A saying is often heard that when someone claims to be ordinary, they are definitely not ordinary. Toru always identified himself as an ordinary boy and even told people that he was one. But those few who were close to him knew that even though his life was painfully simple his ability to provide affection definitely was not. Toru was an ordinary boy with an unordinary ability to love. He was much stronger than he gave himself credit for. He had gradually come to love Naoko, he loved her little gestures, the clear transparency of her eyes, and even her lithe supple body. He loved her so much that just walking across towns with her made him feel happy, that when his desire for the warmth of another human's body ate him inside out, he stopped sleeping with random girls and just lied down and thought about Naoko and pleased himself, just because all he wanted to do was let her touch linger on his skin. In fact, at Midori's request, when he tried to please himself he couldn't think of her that way, because even though he loved her, he didn't want her the way he wanted Naoko. He wanted to be strong for Naoko, wanted to erase the pain of Kizuki's death from her mind. But he is human after all, and that is how he tries to justify his actions. When Naoko died, he felt it was because she had realized that his heart was not faithful to her anymore. He left everything, cut all connections, and just went off wandering, gaining solace when he saw Naoko speaking to him in his dreams.

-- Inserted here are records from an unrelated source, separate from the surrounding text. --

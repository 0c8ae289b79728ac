//! Builder sessions: per-surface state, save routing and export gating.

pub mod handlers;
pub mod mode;
pub mod registry;
pub mod service;
pub mod session;

pub use mode::{BuilderMode, SaveRoute};
pub use registry::SessionRegistry;
pub use service::{BuilderService, SessionSeed};
pub use session::{BuilderSession, SessionView};
// Section layout: ordering, visibility and template capability reconciliation.
// Everything here is pure; sessions decide when to call it.

pub mod capability;
pub mod config;
pub mod reconcile;

pub use capability::TemplateKind;
pub use config::{Direction, LayoutConfig, LayoutEntry, LayoutError};
pub use reconcile::{reconcile_layout, ReconcilePolicy, Reconciled};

He felt that Kizuki finally had Naoko, that their love was truer than what he shared with her. All this made him think of the time he had his first girlfriend, a folly of his teenage years, someone he couldn't bring himself to love. He wondered if she had ever gotten around to forgiving him, his behaviour. What made Toru so endearing to women is that he was always respectful of them, always considering their boundaries, even if they made a move, even if they were drunk. He had a strange accurate sense of what was right and what was wrong and when the line between the two became blurred, he fell into a sense of despair.
So, was Toru a perfect man? Definitely not. But he surely was a gentleman.
While it was rational of Toru to acknowledge Midori's love and respond to it, as he needed someone to be with him, I cannot deny that a part of me felt sad when he did so, especially when Naoko was alive. However, my sadness was mitigated when I saw that Naoko's death had shaken him to the core. Nonetheless, I held no grievances against him when Midori called him after he came back. He too deserved some stable love after chasing it around for so long.
Whatever I could write so far in a faint attempt to give a certain structure to my emotions regarding this book, has been a tedious task. It was so difficult for me to continue reading the book, that I had to keep it down and stare at a blank wall to come to terms with what I had just read because the numerous parallels it drew were far too similar. But I am sure that everyone who reads the book will relate to it and reflect on it in someway or the other.